If someone pulls by version, then that image is not going to be updated. So this creates a situation where users don't keep the image up-to-date and then start opening issues that the CLI doesn't support or even worse, the image has security issues.

Unless you can provide a compelling reason for why versioned images are a good idea in this instance, I'm going to decline this request.

Thank you for the clarification. I understand the concern about users running outdated versions and potential security risks. However, I’d like to provide a few reasons why having a versioned tag for the OCI-CLI Docker images could be beneficial:

• Using latest does not ensure automatic updates – When a container is deployed, it does not automatically update to a newer latest version unless explicitly pulled again. Many users prefer to reference a specific version to ensure stability in their workflows.

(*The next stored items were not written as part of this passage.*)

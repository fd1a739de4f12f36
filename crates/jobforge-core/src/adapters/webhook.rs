//! Webhook dispatch for SMS/NOTIFICATION jobs: POST the payload to the
//! configured per-type URL with {Content-Type, X-Job-Type, X-Worker-ID}.

use crate::models::JobType;
use crate::{Error, Result};

pub struct WebhookAdapter {
    client: reqwest::Client,
    sms_url: Option<String>,
    notification_url: Option<String>,
}

impl WebhookAdapter {
    pub fn new(sms_url: Option<String>, notification_url: Option<String>) -> Self {
        Self {
            client: reqwest::Client::new(),
            sms_url,
            notification_url,
        }
    }

    pub async fn dispatch(
        &self,
        job_type: JobType,
        worker_id: i64,
        payload: &serde_json::Value,
    ) -> Result<serde_json::Value> {
        let url = match job_type {
            JobType::Sms => self.sms_url.as_ref(),
            JobType::Notification => self.notification_url.as_ref(),
            other => return Err(Error::adapter_failure(format!("no webhook configured for {}", other))),
        }
        .ok_or_else(|| Error::adapter_failure(format!("no webhook URL configured for {}", job_type)))?;

        let response = self
            .client
            .post(url)
            .header("Content-Type", "application/json")
            .header("X-Job-Type", job_type.as_str())
            .header("X-Worker-ID", worker_id.to_string())
            .json(payload)
            .send()
            .await
            .map_err(|e| Error::Network(e.to_string()))?;

        if !response.status().is_success() {
            return Err(Error::adapter_failure(format!(
                "webhook returned {}",
                response.status()
            )));
        }

        response
            .json::<serde_json::Value>()
            .await
            .map_err(|e| Error::Network(e.to_string()))
    }
}

#[cfg(test)]
mod tests {
    use super::*;
    use wiremock::matchers::{header, method, path};
    use wiremock::{Mock, MockServer, ResponseTemplate};

    #[tokio::test]
    async fn dispatch_includes_job_type_and_worker_headers() {
        let server = MockServer::start().await;
        Mock::given(method("POST"))
            .and(path("/"))
            .and(header("X-Job-Type", "SMS"))
            .and(header("X-Worker-ID", "7"))
            .respond_with(ResponseTemplate::new(200).set_body_json(serde_json::json!({"ok": true})))
            .mount(&server)
            .await;

        let adapter = WebhookAdapter::new(Some(server.uri()), None);
        let result = adapter
            .dispatch(JobType::Sms, 7, &serde_json::json!({"to": "+1"}))
            .await
            .unwrap();

        assert_eq!(result, serde_json::json!({"ok": true}));
    }

    #[tokio::test]
    async fn dispatch_fails_without_configured_url() {
        let adapter = WebhookAdapter::new(None, None);
        let err = adapter
            .dispatch(JobType::Sms, 1, &serde_json::json!({"to": "+1"}))
            .await
            .unwrap_err();
        assert_eq!(err.status_code(), 500);
    }
}
use axum::extract::State;
use axum::routing::get;
use axum::{Json, Router};
use std::net::SocketAddr;
use std::sync::Arc;

use tower_http::cors::{Any, CorsLayer};
use tower_http::trace::TraceLayer;
use tracing::{error, info, warn};

use jobforge_core::cache::{QueueMessage, QueueTransport, RedisPool, RedisRateLimiter};
use jobforge_core::store::{self, JobStore, WorkerStore};
use jobforge_core::supervisor::Supervisor;
use jobforge_core::{Config, Result};

use crate::routes::api_router;
use crate::state::AppState;

pub async fn run(config: Config) -> Result<()> {
    let addr = SocketAddr::from((
        config
            .server
            .host
            .parse::<std::net::IpAddr>()
            .map_err(|e| jobforge_core::Error::Config(format!("Invalid host: {}", e)))?,
        config.server.port,
    ));

    let app_state = create_app_state(&config).await?;
    app_state.supervisor.init().await?;

    spawn_completion_consumer(app_state.clone());

    let app = build_router(app_state.clone());

    info!("jobforge dispatch coordinator listening on http://{}", addr);
    log_routes();

    let listener = tokio::net::TcpListener::bind(addr)
        .await
        .map_err(|e| jobforge_core::Error::Network(e.to_string()))?;

    axum::serve(listener, app)
        .with_graceful_shutdown(shutdown_signal(app_state))
        .await
        .map_err(|e| jobforge_core::Error::Network(e.to_string()))?;

    Ok(())
}

async fn shutdown_signal(state: AppState) {
    let _ = tokio::signal::ctrl_c().await;
    info!("shutdown signal received, stopping workers");
    state.supervisor.shutdown().await;
}

fn build_router(app_state: AppState) -> Router {
    let cors = CorsLayer::new()
        .allow_origin(Any)
        .allow_methods(Any)
        .allow_headers(Any);

    Router::new()
        .route("/health", get(health_check))
        .nest("/api", api_router())
        .layer(cors)
        .layer(TraceLayer::new_for_http())
        .with_state(app_state)
}

fn log_routes() {
    info!("Available routes:");
    info!("  GET    /health                - Health check");
    info!("  POST   /api/jobs              - Create job");
    info!("  GET    /api/jobs/:id          - Get job");
    info!("  PATCH  /api/jobs/:id          - Update job status");
    info!("  GET    /api/jobs/next/:type   - Claim next pending job");
    info!("  POST   /api/workers           - Create worker");
    info!("  GET    /api/workers/:id       - Get worker");
    info!("  DELETE /api/workers/:id       - Stop worker");
    info!("  PATCH  /api/workers/:id       - Update worker status");
    info!("  POST   /api/workers/scale     - Scale workers of a type");
    info!("  GET    /api/stats             - Aggregate job/worker stats");
}

async fn health_check(State(state): State<AppState>) -> Json<serde_json::Value> {
    let job_store_ok = state.job_store.stats().await.is_ok();
    let queue_ok = state.queue.get_next_job("__health__").await.is_ok();

    Json(serde_json::json!({
        "status": if job_store_ok && queue_ok { "ok" } else { "degraded" },
        "jobStore": job_store_ok,
        "queueTransport": queue_ok,
    }))
}

/// Build every long-lived handle the coordinator needs and wire them into
/// one [`AppState`].
async fn create_app_state(config: &Config) -> Result<AppState> {
    info!("opening primary database at {}", config.database.path);
    let pool = store::create_pool(&config.database.path, config.database.pool_size).await?;
    store::migrate(&pool).await?;

    let job_store = JobStore::new(pool.clone());
    let worker_store = WorkerStore::new(pool);

    info!("connecting to Redis at {}", config.redis.url);
    let redis_config = jobforge_core::cache::RedisConfig::from(&config.redis);
    let redis_pool = RedisPool::new(redis_config.clone()).await?;

    let queue = QueueTransport::new(redis_pool.clone());
    let rate_limiter = RedisRateLimiter::new(redis_pool, redis_config).await?;

    let supervisor = Supervisor::new(config.supervisor.clone(), worker_store.clone());

    Ok(AppState::new(
        Arc::new(config.clone()),
        job_store,
        worker_store,
        queue,
        rate_limiter,
        supervisor,
    ))
}

/// The §4.1.3 completion handlers: subscribe to the queue transport's
/// pub/sub and finalize Job/Worker state on `worker:job-complete` and
/// `worker:job-failed`. Idempotent — replaying the same event twice lands
/// on the same terminal state.
fn spawn_completion_consumer(state: AppState) {
    tokio::spawn(async move {
        let mut rx = match state.queue.subscribe().await {
            Ok(rx) => rx,
            Err(e) => {
                error!(error = %e, "failed to subscribe to completion channels, handlers disabled");
                return;
            }
        };

        while let Some(message) = rx.recv().await {
            match message {
                QueueMessage::JobComplete(event) => {
                    if let Err(e) = state
                        .job_store
                        .update_status(
                            event.job_id,
                            jobforge_core::models::JobStatus::Completed,
                            Some(event.worker_id),
                            event.result,
                        )
                        .await
                    {
                        warn!(job_id = event.job_id, error = %e, "failed to finalize completed job");
                    }
                    if let Err(e) = state
                        .worker_store
                        .update_status(event.worker_id, jobforge_core::models::WorkerStatus::Idle)
                        .await
                    {
                        warn!(worker_id = event.worker_id, error = %e, "failed to mark worker idle");
                    }
                }
                QueueMessage::JobFailed(event) => {
                    let result = event
                        .error
                        .map(|error| serde_json::json!({ "error": error }));
                    if let Err(e) = state
                        .job_store
                        .update_status(
                            event.job_id,
                            jobforge_core::models::JobStatus::Failed,
                            Some(event.worker_id),
                            result,
                        )
                        .await
                    {
                        warn!(job_id = event.job_id, error = %e, "failed to finalize failed job");
                    }
                    if let Err(e) = state
                        .worker_store
                        .update_status(event.worker_id, jobforge_core::models::WorkerStatus::Idle)
                        .await
                    {
                        warn!(worker_id = event.worker_id, error = %e, "failed to mark worker idle");
                    }
                }
                QueueMessage::JobNew(_) => {
                    // Consumed by worker runtimes, not the coordinator.
                }
            }
        }
    });
}
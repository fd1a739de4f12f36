use axum::extract::{Path, State};
use axum::http::StatusCode;
use axum::Json;
use jobforge_core::models::{JobType, Worker, WorkerStatus};
use serde::{Deserialize, Serialize};
use tracing::info;

use crate::routes::error::ApiResult;
use crate::routes::jobs::SuccessResponse;
use crate::state::AppState;

#[derive(Debug, Deserialize)]
pub struct CreateWorkerRequest {
    #[serde(rename = "type")]
    pub job_type: JobType,
}

#[derive(Debug, Serialize)]
pub struct CreateWorkerResponse {
    #[serde(rename = "workerId")]
    pub worker_id: i64,
}

/// POST /api/workers
pub async fn create_worker(
    State(state): State<AppState>,
    Json(req): Json<CreateWorkerRequest>,
) -> ApiResult<(StatusCode, Json<CreateWorkerResponse>)> {
    let worker = state.supervisor.create_worker(req.job_type).await?;
    info!(worker_id = worker.id, %req.job_type, "created worker");
    Ok((
        StatusCode::CREATED,
        Json(CreateWorkerResponse { worker_id: worker.id }),
    ))
}

#[derive(Debug, Serialize)]
pub struct WorkerResponse {
    pub worker: Worker,
}

/// GET /api/workers/:id
pub async fn get_worker(
    State(state): State<AppState>,
    Path(id): Path<i64>,
) -> ApiResult<Json<WorkerResponse>> {
    let worker = state.worker_store.get(id).await?;
    Ok(Json(WorkerResponse { worker }))
}

/// DELETE /api/workers/:id
pub async fn stop_worker(
    State(state): State<AppState>,
    Path(id): Path<i64>,
) -> ApiResult<Json<SuccessResponse>> {
    let stopped = state.supervisor.stop_worker(id).await?;
    if !stopped {
        return Err(jobforge_core::Error::not_found(format!("worker {} not found", id)).into());
    }
    Ok(Json(SuccessResponse { success: true }))
}

#[derive(Debug, Deserialize)]
pub struct UpdateWorkerStatusRequest {
    pub status: WorkerStatus,
}

/// PATCH /api/workers/:id
pub async fn update_worker_status(
    State(state): State<AppState>,
    Path(id): Path<i64>,
    Json(req): Json<UpdateWorkerStatusRequest>,
) -> ApiResult<Json<SuccessResponse>> {
    state.worker_store.update_status(id, req.status).await?;
    Ok(Json(SuccessResponse { success: true }))
}

#[derive(Debug, Deserialize)]
pub struct ScaleWorkersRequest {
    #[serde(rename = "type")]
    pub job_type: JobType,
    pub count: u32,
}

/// POST /api/workers/scale
pub async fn scale_workers(
    State(state): State<AppState>,
    Json(req): Json<ScaleWorkersRequest>,
) -> ApiResult<Json<SuccessResponse>> {
    state.supervisor.scale(req.job_type, req.count).await?;
    Ok(Json(SuccessResponse { success: true }))
}
use jobforge_core::cache::{QueueTransport, RedisRateLimiter};
use jobforge_core::store::{JobStore, WorkerStore};
use jobforge_core::supervisor::Supervisor;
use jobforge_core::Config;
use std::sync::Arc;

/// Shared application state for the Dispatch Coordinator. Holds handles to
/// everything a route needs: no request touches a connection pool or
/// process table directly.
#[derive(Clone)]
pub struct AppState {
    pub config: Arc<Config>,
    pub job_store: JobStore,
    pub worker_store: WorkerStore,
    pub queue: QueueTransport,
    pub rate_limiter: RedisRateLimiter,
    pub supervisor: Supervisor,
}

impl AppState {
    pub fn new(
        config: Arc<Config>,
        job_store: JobStore,
        worker_store: WorkerStore,
        queue: QueueTransport,
        rate_limiter: RedisRateLimiter,
        supervisor: Supervisor,
    ) -> Self {
        Self {
            config,
            job_store,
            worker_store,
            queue,
            rate_limiter,
            supervisor,
        }
    }
}
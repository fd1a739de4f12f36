pub mod job;
pub mod worker;

pub use job::{Job, JobStats, JobStatus, JobType};
pub use worker::{Worker, WorkerStats, WorkerStatus};
//! The three job adapters (C8/C9/C10) plus the plain webhook dispatcher,
//! unified behind a closed union rather than a duck-typed trait object
//! (§9): each worker process picks its variant once at boot from its job
//! type and never needs to downcast.

pub mod email;
pub mod messaging;
pub mod script;
pub mod webhook;

pub use email::EmailAdapter;
pub use messaging::MessagingAdapter;
pub use script::ScriptAdapter;
pub use webhook::WebhookAdapter;

use crate::cache::{RedisPool, RedisRateLimiter};
use crate::config::Config;
use crate::models::JobType;
use crate::{Error, Result};

/// The closed set of adapters a worker process can be built around, picked
/// once at boot by job type.
pub enum Adapter {
    Email(EmailAdapter),
    Messaging(MessagingAdapter),
    Webhook(WebhookAdapter),
    Script(ScriptAdapter),
}

impl Adapter {
    /// Build the adapter variant appropriate for `job_type`.
    pub async fn for_job_type(job_type: JobType, config: &Config) -> Result<Self> {
        match job_type {
            JobType::Email => Ok(Adapter::Email(EmailAdapter::new(config.email.clone()).await?)),
            JobType::Whatsapp => Ok(Adapter::Messaging(MessagingAdapter::new(config.messaging.clone()))),
            JobType::Sms | JobType::Notification => Ok(Adapter::Webhook(WebhookAdapter::new(
                config.webhooks.sms_url.clone(),
                config.webhooks.notification_url.clone(),
            ))),
            JobType::Cronjob => {
                let redis_config = crate::cache::RedisConfig::from(&config.redis);
                let redis_pool = RedisPool::new(redis_config.clone()).await?;
                let rate_limiter = RedisRateLimiter::new(redis_pool, redis_config).await?;
                Ok(Adapter::Script(ScriptAdapter::new(
                    config.script_runner.clone(),
                    rate_limiter,
                    config.rate_limit.clone(),
                ).await?))
            }
        }
    }

    /// Execute a job's payload and return its result, or an error the
    /// worker loop converts into a failed job.
    pub async fn execute(
        &mut self,
        job_type: JobType,
        worker_id: i64,
        payload: &serde_json::Value,
    ) -> Result<serde_json::Value> {
        match self {
            Adapter::Email(adapter) => {
                let request: email::SendEmailRequest = serde_json::from_value(payload.clone())?;
                let result = adapter.send(request).await?;
                Ok(serde_json::to_value(result)?)
            }
            Adapter::Messaging(adapter) => {
                let request: messaging::SendMessageRequest = serde_json::from_value(payload.clone())?;
                let result = adapter.send(request).await?;
                Ok(serde_json::to_value(result)?)
            }
            Adapter::Webhook(adapter) => adapter.dispatch(job_type, worker_id, payload).await,
            Adapter::Script(adapter) => {
                let script_name = payload
                    .get("script")
                    .and_then(|v| v.as_str())
                    .ok_or_else(|| Error::validation("cronjob payload must include a \"script\" field"))?;
                let task_id = payload
                    .get("taskId")
                    .and_then(|v| v.as_str())
                    .map(|s| s.to_string())
                    .unwrap_or_else(|| format!("worker-{}-{}", worker_id, script_name));

                let result = adapter.run(&task_id, script_name).await?;
                Ok(serde_json::to_value(result)?)
            }
        }
    }
}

• Better traceability – Tagging the image with the corresponding CLI version makes it easier for both users and maintainers to track which version was used in a particular environment. This can be crucial for debugging issues, ensuring reproducibility, and aligning with OCI-CLI documentation. In fact, having a CLI version-tagged container could make debugging even easier, as users could explicitly reference and share the exact version they were running when reporting issues.

• Alignment with best practices – Many official CLI tools and containerized applications provide versioned tags (e.g., AWS CLI, Azure CLI) to allow users to control their environment while still offering a latest tag for those who want the most recent version.

• Avoiding breaking changes in automation – Users integrating OCI-CLI into CI/CD pipelines or scripts might experience unexpected changes when relying on latest. A versioned tag allows for a controlled upgrade process rather than introducing breaking changes unexpectedly.

Thanks again for your time and consideration!

Can you provide more detail on why the date tag is not sufficient for this purpose? Tagging with the version means the CI has to do actual introspection, which is something I'm trying to avoid.

We currently use the date tag and add comments to our deployments to keep track of the CLI version, but it would make much more sense for this to be natively included. Having the version tag directly on the image would remove the need for extra tracking on our end and make it easier to compare against documentation or debug issues. It’s not that the date tag doesn’t work, but adding a version tag would provide better traceability without requiring users to reverse look up a date or access the container just to query the version.

As an alternative to introspecting the image, perhaps you could pull the latest version from the PyPI API and tag the image automatically. Would that be a feasible solution?

It would be even better if the pipeline could query the most recent version of the package and use this value to install the exact version. This will prevent any misalignments between the tag and the CLI present in the Docker image. Additionally, this version could be used to detect if the version already exists, preventing redundant builds.

https://github.com/oracle/docker-images/blob/main/OracleCloudInfrastructure/oci-cli/Dockerfile#L18

ARG OCI_CLI_VERSION 
python3 -m pip install --no-cache-dir oci-cli==${OCI_CLI_VERSION}

It'll be a while before I get a chance to look into this, but we welcome contributions. :) If you're willing and able to modify the GitHub Action that builds the image, I'd be happy to review it.